Antioch College Village is envisioned as a neighborhood that promotes community values, fosters equity and inclusivity, employs sustainability strategies, and is rooted in the principles of cohousing.

“We are excited that the aesthetic and environmental aspects of the Antioch College Village footprint will be leading edge,” says President Tom Manley. “Our work in higher education and in the wider community should be focused on developing new and better ways of living and learning, and the Antioch College Village project is integral to our efforts.”

Cohousing is a distinct pattern of development that originated in Denmark in the 1960s. It typically consists of small private homes clustered around shared green and living space. Each home has traditional amenities, including a private kitchen, while a common house provides access to amenities that are often duplicated in individual homes, like a workshop, game room and extra guestrooms. Cohousing households have independent incomes and private lives, but neighbors work collaboratively to plan and manage their community and life tasks such as child and elder care. Potential future development include a variety of residential units ranging from studios and apartments to three-bedroom townhomes as well as a mixed-use building to house academic programs and commercial space.

Project Architect Jason McLennan says “Our team is thrilled to help envision a new way of living and being at Antioch that is better for people, for community and for the environment for generations to come.”

Antioch College Village has been in the works since the College commissioned Sandy Wiggins—a sustainable-development consultant and former chair of the U.S. Green Building Council—to do a feasibility study in 2013. The Yellow Springs co-housing group, Antioch Village Pioneers, was deeply involved in the week-long ACV master plan charrette led by Dover, Kohl & Partners in March 2015, where hundreds of area stakeholders contributed feedback on the design of the ACV.

Sustainability at Antioch College

At Antioch College, we believe in using a 360 approach toward sustainability. Through sustainable policies, programs, and practices, Antioch College seeks to conducting our operations in an environmentally sound manner consistent with our vision of providing a place where new and better ways of living are discovered as a result of meaningful engagement with the world through intentional linkages between classroom and experiential education. Working with our students, faculty, staff, and community, we continue to move forward in our goal to reduce our carbon footprint through all aspects of our operations.

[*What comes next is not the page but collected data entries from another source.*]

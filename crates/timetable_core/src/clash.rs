//! crates/timetable_core/src/clash.rs
//!
//! Pure clash checks of a candidate section (class hours) or course (exam
//! hours) against a timetable's current state. Both checks stop at the first
//! conflict they find so the caller can surface one problem at a time.

use crate::codec::{decode_room_time, CodecError};
use crate::domain::{Course, ExamInterval, ExamKind, Section, SlotKey, TimingEntry};
use chrono::{DateTime, Utc};
use std::collections::HashMap;

//=========================================================================================
// Class-Hour Clash
//=========================================================================================

#[derive(Debug, Clone, PartialEq, Eq)]
pub enum ClassHourCheck {
    Clear,
    Clash { course_code: String, slot: SlotKey },
}

/// Checks the candidate's weekly slots against the occupied ones, in the
/// order the candidate lists them.
pub fn check_class_hours(
    timings: &[TimingEntry],
    candidate: &Section,
) -> Result<ClassHourCheck, CodecError> {
    let occupied: HashMap<&SlotKey, &str> = timings
        .iter()
        .map(|t| (&t.slot, t.course_code.as_str()))
        .collect();

    for room_time in &candidate.room_time {
        let slot = decode_room_time(room_time)?;
        if let Some(owner) = occupied.get(&slot) {
            return Ok(ClassHourCheck::Clash {
                course_code: owner.to_string(),
                slot,
            });
        }
    }
    Ok(ClassHourCheck::Clear)
}

//=========================================================================================
// Exam-Hour Clash
//=========================================================================================

#[derive(Debug, Clone, PartialEq, Eq)]
pub enum ExamHourCheck {
    /// The course already sits in the timetable; its exams are already counted.
    SameCourse,
    Clear,
    Clash { exam: ExamKind, course_code: String },
}

impl ExamHourCheck {
    pub fn same_course(&self) -> bool {
        matches!(self, ExamHourCheck::SameCourse)
    }
}

/// Whether `[new_start, new_end]` collides with `existing`.
///
/// Back-to-back windows do not overlap: a new exam ending exactly when an
/// existing one starts (or starting exactly when it ends) is allowed.
pub fn exam_windows_overlap(
    new_start: DateTime<Utc>,
    new_end: DateTime<Utc>,
    existing: &ExamInterval,
) -> bool {
    let (start, end) = (existing.start, existing.end);
    (new_start <= start && new_end > start)
        || (new_start < end && new_end >= end)
        || (new_start >= start && new_end <= end)
}

pub fn check_exam_hours(exam_times: &[ExamInterval], candidate: &Course) -> ExamHourCheck {
    if exam_times.iter().any(|e| e.course_code == candidate.code) {
        return ExamHourCheck::SameCourse;
    }

    // Midsem is checked against every existing window before compre is.
    for window in candidate.exam_intervals() {
        if let Some(hit) = exam_times
            .iter()
            .find(|existing| exam_windows_overlap(window.start, window.end, existing))
        {
            return ExamHourCheck::Clash {
                exam: window.kind,
                course_code: hit.course_code.clone(),
            };
        }
    }
    ExamHourCheck::Clear
}
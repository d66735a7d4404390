pub mod db;
pub mod ids;
pub mod search;

pub use db::DbAdapter;
pub use ids::TimetableIdCodec;
pub use search::SearchIndexAdapter;
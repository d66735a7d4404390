//! services/api/src/bin/api.rs

use api_lib::{
    adapters::{DbAdapter, SearchIndexAdapter, TimetableIdCodec},
    config::Config,
    error::ApiError,
    web::{router, state::AppState, ApiDoc},
};
use axum::http::{
    header::{ACCEPT, CONTENT_TYPE},
    HeaderValue, Method,
};
use axum::Router;
use sqlx::postgres::PgPoolOptions;
use std::sync::Arc;
use timetable_core::{AcademicTerm, TimetableEngine};
use tower_http::cors::CorsLayer;
use tracing::info;
use tracing_subscriber::{layer::SubscriberExt, util::SubscriberInitExt};
use utoipa::OpenApi;
use utoipa_swagger_ui::SwaggerUi;

#[tokio::main]
async fn main() -> Result<(), ApiError> {
    // --- 1. Load Configuration & Set Up Logging ---
    let config = Arc::new(Config::from_env()?);
    tracing_subscriber::registry()
        .with(tracing_subscriber::EnvFilter::new(config.log_level.to_string()))
        .with(tracing_subscriber::fmt::layer())
        .init();
    info!("Configuration loaded. Starting server...");

    // --- 2. Connect to Database & Run Migrations ---
    info!("Connecting to database...");
    let db_pool = PgPoolOptions::new()
        .max_connections(config.db_max_connections)
        .connect(&config.database_url)
        .await?;
    let db_adapter = Arc::new(DbAdapter::new(db_pool));
    info!("Running database migrations...");
    db_adapter.run_migrations().await?;
    info!("Database migrations complete.");

    // --- 3. Initialize Service Adapters ---
    let ids = Arc::new(
        TimetableIdCodec::new(config.sqids_alphabet.as_deref(), config.sqids_min_length)
            .map_err(|e| ApiError::Internal(e.to_string()))?,
    );
    let search_adapter = Arc::new(
        SearchIndexAdapter::new(&config.search_service_url, config.search_timeout, ids.clone())
            .map_err(|e| ApiError::Internal(format!("Failed to build search client: {}", e)))?,
    );
    info!("Search index at {}", config.search_service_url);

    // --- 4. Build the Engine & Shared AppState ---
    let engine = Arc::new(TimetableEngine::new(
        db_adapter.clone(),
        db_adapter.clone(),
        search_adapter,
        AcademicTerm {
            acad_year: config.acad_year,
            semester: config.semester,
        },
    ));
    let app_state = Arc::new(AppState {
        engine,
        db: db_adapter,
        ids,
    });

    let frontend_origin = config.frontend_url.parse::<HeaderValue>().map_err(|e| {
        ApiError::Internal(format!("Invalid FRONTEND_URL '{}': {}", config.frontend_url, e))
    })?;
    let cors = CorsLayer::new()
        .allow_origin(frontend_origin)
        .allow_credentials(true)
        .allow_methods([Method::GET, Method::POST, Method::DELETE, Method::OPTIONS])
        .allow_headers([CONTENT_TYPE, ACCEPT]);

    // --- 5. Create the Web Router ---
    let app = Router::new()
        .merge(router(app_state))
        .layer(cors)
        .merge(SwaggerUi::new("/swagger-ui").url("/api-docs/openapi.json", ApiDoc::openapi()));

    // --- 6. Start the Server ---
    info!("Starting server on {}", config.bind_address);
    info!(
        "Swagger UI available at http://{}/swagger-ui",
        config.bind_address
    );
    let listener = tokio::net::TcpListener::bind(&config.bind_address).await?;
    axum::serve(listener, app).await?;

    Ok(())
}
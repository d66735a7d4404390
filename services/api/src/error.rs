//! services/api/src/error.rs
//!
//! Defines the primary error type for the API service and the mapping of
//! engine errors onto HTTP responses.

use crate::config::ConfigError;
use axum::{
    http::StatusCode,
    response::{IntoResponse, Response},
    Json,
};
use serde::Serialize;
use timetable_core::{ConflictKind, EngineError};
use tracing::error;
use utoipa::ToSchema;

/// The primary error type for the `api` service.
#[derive(Debug, thiserror::Error)]
pub enum ApiError {
    /// Represents an error that occurred during configuration loading.
    #[error("Configuration error: {0}")]
    Config(#[from] ConfigError),

    /// Represents an error from the underlying database library.
    #[error("Database Error: {0}")]
    Database(#[from] sqlx::Error),

    #[error("Migration Error: {0}")]
    Migration(#[from] sqlx::migrate::MigrateError),

    /// Represents a standard Input/Output error (e.g., binding to a network socket).
    #[error("IO error: {0}")]
    Io(#[from] std::io::Error),

    /// A catch-all for any other unexpected errors.
    #[error("An unexpected internal error occurred: {0}")]
    Internal(String),
}

//=========================================================================================
// HTTP Error Responses
//=========================================================================================

/// The JSON body of every error response.
#[derive(Debug, Serialize, ToSchema)]
pub struct ErrorBody {
    pub message: String,
    /// Structured detail for conflicts the client renders itself.
    #[serde(skip_serializing_if = "Option::is_none")]
    pub detail: Option<serde_json::Value>,
}

/// An engine error on its way out of a handler.
#[derive(Debug)]
pub struct HttpError(pub EngineError);

impl From<EngineError> for HttpError {
    fn from(err: EngineError) -> Self {
        HttpError(err)
    }
}

fn conflict_detail(kind: &ConflictKind) -> Option<serde_json::Value> {
    match kind {
        ConflictKind::ClassHourClash { course_code, slot } => Some(serde_json::json!({
            "kind": "class_hour_clash",
            "course": course_code,
            "slot": slot.to_string(),
        })),
        ConflictKind::ExamHourClash { course_code, exam } => Some(serde_json::json!({
            "kind": "exam_hour_clash",
            "course": course_code,
            "exam": exam.as_str(),
        })),
        ConflictKind::DuplicateSectionType {
            course_code,
            section_type,
        } => Some(serde_json::json!({
            "kind": "duplicate_section_type",
            "course": course_code,
            "type": section_type.code().to_string(),
        })),
        _ => None,
    }
}

impl HttpError {
    pub fn status(&self) -> StatusCode {
        match &self.0 {
            EngineError::NotFound(_) => StatusCode::NOT_FOUND,
            EngineError::Forbidden => StatusCode::FORBIDDEN,
            EngineError::Conflict(_) => StatusCode::CONFLICT,
            EngineError::Invalid(_) => StatusCode::BAD_REQUEST,
            EngineError::Upstream(_) => StatusCode::BAD_GATEWAY,
            EngineError::Internal(_) => StatusCode::INTERNAL_SERVER_ERROR,
        }
    }
}

impl IntoResponse for HttpError {
    fn into_response(self) -> Response {
        let status = self.status();
        let body = match &self.0 {
            EngineError::Internal(msg) => {
                error!("Internal error while handling request: {}", msg);
                ErrorBody {
                    message: "Internal Server Error".to_string(),
                    detail: None,
                }
            }
            EngineError::Upstream(msg) => {
                error!("Search service error while handling request: {}", msg);
                ErrorBody {
                    message: "Search service unavailable".to_string(),
                    detail: None,
                }
            }
            EngineError::Conflict(kind) => ErrorBody {
                message: kind.to_string(),
                detail: conflict_detail(kind),
            },
            other => ErrorBody {
                message: other.to_string(),
                detail: None,
            },
        };
        (status, Json(body)).into_response()
    }
}
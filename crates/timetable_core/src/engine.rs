//! crates/timetable_core/src/engine.rs
//!
//! The entry points request handlers call. Each operation loads what it
//! needs through the ports, runs the pure checks and plans, and persists the
//! outcome in one store call.

use crate::domain::{
    Course, CourseWithSections, MetadataEdit, NewTimetable, SectionType, Timetable, TimetableId,
};
use crate::error::{EngineError, EngineResult};
use crate::lifecycle::{
    check_copy, check_metadata_edit, check_section_add, check_section_remove, ensure_owner,
    ensure_visible, IndexSync, UNTITLED_TIMETABLE,
};
use crate::locks::TimetableLocks;
use crate::mutation::{apply_commit, plan_add, plan_remove};
use crate::ports::{CatalogService, DatabaseService, PortError, SearchIndexService};
use std::collections::BTreeSet;
use std::sync::Arc;
use tracing::{error, info, warn};
use uuid::Uuid;

/// The academic term new timetables are stamped with.
#[derive(Debug, Clone, Copy)]
pub struct AcademicTerm {
    pub acad_year: i32,
    pub semester: i32,
}

pub struct TimetableEngine {
    db: Arc<dyn DatabaseService>,
    catalog: Arc<dyn CatalogService>,
    search: Arc<dyn SearchIndexService>,
    term: AcademicTerm,
    locks: TimetableLocks,
}

impl TimetableEngine {
    pub fn new(
        db: Arc<dyn DatabaseService>,
        catalog: Arc<dyn CatalogService>,
        search: Arc<dyn SearchIndexService>,
        term: AcademicTerm,
    ) -> Self {
        Self {
            db,
            catalog,
            search,
            term,
            locks: TimetableLocks::new(),
        }
    }

    //=====================================================================================
    // Lifecycle
    //=====================================================================================

    pub async fn create_timetable(&self, principal: Uuid) -> EngineResult<Timetable> {
        let new = self.blank_timetable(principal).await?;
        let timetable = self
            .db
            .insert_timetable(new)
            .await
            .map_err(internal("create", None))?;
        info!(timetable_id = timetable.id, user_id = %principal, "timetable created");
        Ok(timetable)
    }

    pub async fn get_timetable(
        &self,
        principal: Uuid,
        id: TimetableId,
    ) -> EngineResult<Timetable> {
        let timetable = self.load(id).await?;
        ensure_visible(&timetable, principal)?;
        Ok(timetable)
    }

    /// Copies the contents of a visible, non-archived timetable into a new
    /// private draft owned by `principal`.
    pub async fn copy_timetable(
        &self,
        principal: Uuid,
        source_id: TimetableId,
    ) -> EngineResult<Timetable> {
        let source = self.get_timetable(principal, source_id).await?;
        check_copy(&source)?;

        let mut new = self.blank_timetable(principal).await?;
        new.sections = source.sections;
        new.timings = source.timings;
        new.exam_times = source.exam_times;
        new.warnings = source.warnings;

        let copy = self
            .db
            .insert_timetable(new)
            .await
            .map_err(internal("copy", Some(source_id)))?;
        info!(source_id, timetable_id = copy.id, user_id = %principal, "timetable copied");
        Ok(copy)
    }

    /// Renames, publishes or unpublishes. The search index is kept in step;
    /// if it cannot be updated the metadata change is rolled back.
    pub async fn edit_metadata(
        &self,
        principal: Uuid,
        id: TimetableId,
        edit: MetadataEdit,
    ) -> EngineResult<Timetable> {
        let _guard = self.locks.acquire(id).await;

        let before = self.load(id).await?;
        ensure_owner(&before, principal)?;
        let sync = check_metadata_edit(&before, &edit)?;

        let updated = self
            .db
            .update_metadata(id, before.version, &edit)
            .await
            .map_err(internal("edit metadata", Some(id)))?;

        let synced = match sync {
            IndexSync::Add => self.search.add_timetable(&updated).await,
            IndexSync::Remove => self.search.remove_timetable(id).await,
            IndexSync::Unchanged => Ok(()),
        };
        if let Err(e) = synced {
            error!(
                timetable_id = id,
                error = %e,
                ?sync,
                "search index sync failed, reverting metadata"
            );
            let previous = MetadataEdit {
                name: before.name,
                private: before.private,
                draft: before.draft,
            };
            if let Err(revert) = self.db.update_metadata(id, updated.version, &previous).await {
                error!(timetable_id = id, error = %revert, "failed to revert metadata");
            }
            return Err(EngineError::Upstream(e.to_string()));
        }

        info!(
            timetable_id = id,
            draft = updated.draft,
            private = updated.private,
            "timetable metadata edited"
        );
        Ok(updated)
    }

    /// Deletes the timetable. A published one leaves the search index first,
    /// and stays stored if that fails.
    pub async fn delete_timetable(&self, principal: Uuid, id: TimetableId) -> EngineResult<()> {
        let _guard = self.locks.acquire(id).await;

        let timetable = self.load(id).await?;
        ensure_owner(&timetable, principal)?;

        if timetable.is_published() {
            self.search.remove_timetable(id).await.map_err(|e| {
                error!(timetable_id = id, error = %e, "failed to drop timetable from search index");
                EngineError::Upstream(e.to_string())
            })?;
        }
        self.db
            .delete_timetable(id)
            .await
            .map_err(internal("delete", Some(id)))?;

        info!(timetable_id = id, "timetable deleted");
        Ok(())
    }

    //=====================================================================================
    // Section Mutations
    //=====================================================================================

    pub async fn add_section(
        &self,
        principal: Uuid,
        id: TimetableId,
        section_id: Uuid,
    ) -> EngineResult<Timetable> {
        let _guard = self.locks.acquire(id).await;

        let timetable = self.load(id).await?;
        ensure_owner(&timetable, principal)?;
        check_section_add(&timetable)?;

        let section = self
            .catalog
            .get_section(section_id)
            .await
            .map_err(catalog_failure(Some(id)))?;
        let course = self.course(section.course_id, id).await?;
        let offered = self.offered_types(section.course_id, id).await?;

        let commit = plan_add(&timetable, &section, &course, &offered).map_err(|e| {
            info!(timetable_id = id, course = %course.code, reason = %e, "section add refused");
            e
        })?;
        self.db
            .commit_section_change(commit.clone())
            .await
            .map_err(internal("add section", Some(id)))?;

        info!(
            timetable_id = id,
            course = %course.code,
            section_type = %section.section_type,
            "section added"
        );
        Ok(apply_commit(timetable, commit, &section))
    }

    pub async fn remove_section(
        &self,
        principal: Uuid,
        id: TimetableId,
        section_id: Uuid,
    ) -> EngineResult<Timetable> {
        let _guard = self.locks.acquire(id).await;

        let timetable = self.load(id).await?;
        ensure_owner(&timetable, principal)?;
        check_section_remove(&timetable)?;

        let section = timetable
            .sections
            .iter()
            .find(|s| s.id == section_id)
            .cloned()
            .ok_or_else(|| EngineError::NotFound("section in timetable".to_string()))?;
        let course = self.course(section.course_id, id).await?;
        let offered = self.offered_types(section.course_id, id).await?;

        let commit = plan_remove(&timetable, section_id, &course, &offered)?;
        self.db
            .commit_section_change(commit.clone())
            .await
            .map_err(internal("remove section", Some(id)))?;

        info!(timetable_id = id, course = %course.code, "section removed");
        Ok(apply_commit(timetable, commit, &section))
    }

    //=====================================================================================
    // Course Catalog
    //=====================================================================================

    pub async fn list_courses(&self) -> EngineResult<Vec<Course>> {
        self.catalog
            .list_courses()
            .await
            .map_err(catalog_failure(None))
    }

    pub async fn course_with_sections(&self, course_id: Uuid) -> EngineResult<CourseWithSections> {
        self.catalog
            .get_course_with_sections(course_id)
            .await
            .map_err(catalog_failure(None))
    }

    //=====================================================================================
    // Helpers
    //=====================================================================================

    /// Reads a timetable, logging anything but a plain miss.
    async fn load(&self, id: TimetableId) -> EngineResult<Timetable> {
        self.db.get_timetable(id).await.map_err(|e| {
            if !matches!(e, PortError::NotFound(_)) {
                error!(timetable_id = id, error = %e, "failed to load timetable");
            }
            e.into()
        })
    }

    async fn course(&self, course_id: Uuid, timetable_id: TimetableId) -> EngineResult<Course> {
        self.catalog
            .get_course(course_id)
            .await
            .map_err(catalog_failure(Some(timetable_id)))
    }

    async fn offered_types(
        &self,
        course_id: Uuid,
        timetable_id: TimetableId,
    ) -> EngineResult<BTreeSet<SectionType>> {
        let offered = self
            .catalog
            .get_offered_section_types(course_id)
            .await
            .map_err(catalog_failure(Some(timetable_id)))?;
        Ok(offered.into_iter().collect())
    }

    async fn blank_timetable(&self, principal: Uuid) -> EngineResult<NewTimetable> {
        let user = self.db.get_user(principal).await.map_err(|e| match e {
            PortError::NotFound(_) => {
                warn!(user_id = %principal, "unregistered user tried to create a timetable");
                EngineError::NotFound("user".to_string())
            }
            other => other.into(),
        })?;
        Ok(NewTimetable {
            author_id: principal,
            name: UNTITLED_TIMETABLE.to_string(),
            degrees: user.degrees,
            acad_year: self.term.acad_year,
            year: self.term.acad_year - user.batch + 1,
            semester: self.term.semester,
            sections: vec![],
            timings: vec![],
            exam_times: vec![],
            warnings: vec![],
        })
    }
}

/// Logs a store failure on a write path before converting it. Stale writes
/// pass through as conflicts.
fn internal(
    action: &'static str,
    timetable_id: Option<TimetableId>,
) -> impl Fn(PortError) -> EngineError {
    move |e| {
        if !matches!(e, PortError::Conflict(_)) {
            error!(action, ?timetable_id, error = %e, "store write failed");
        }
        e.into()
    }
}

fn catalog_failure(timetable_id: Option<TimetableId>) -> impl Fn(PortError) -> EngineError {
    move |e| {
        if !matches!(e, PortError::NotFound(_)) {
            error!(?timetable_id, error = %e, "catalog read failed");
        }
        e.into()
    }
}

Just a few highlights of our commitment to sustainability include:

  • Achievement of Leadership in Energy and Environmental Design (LEED) certification on major campus renovations. For example, North Hall (built in 1853) was renovated in 2012 as a state-of-the-art facility powered by a solar array and heated and cooled with geothermal energy. Today, North Hall is the second-oldest building in the U.S. to be awarded LEED Gold certification.
  • A central geothermal plant and five-acre, one million watt solar Photo Voltaic (PV) solar farm, that powers most of the campus, make Antioch among the first colleges in the country to be heated and cooled primarily by geothermal and solar power.
  • The College has joined with the Trust for Public Land and the Tecumseh Land Trust to permanently protect Glen Helen. This conservation easement ensures that future generations will have the opportunity to experience, learn from, and learn in this natural resource.
  • Through the Antioch College Farm and Antioch Kitchens, the College is a model for ecologically sustainable, humane, and socially equitable food systems. Antioch College strives to deliver real food to students, faculty, and staff. Antioch College was ranked second in the nation among colleges and universities in real food consumption at 56%.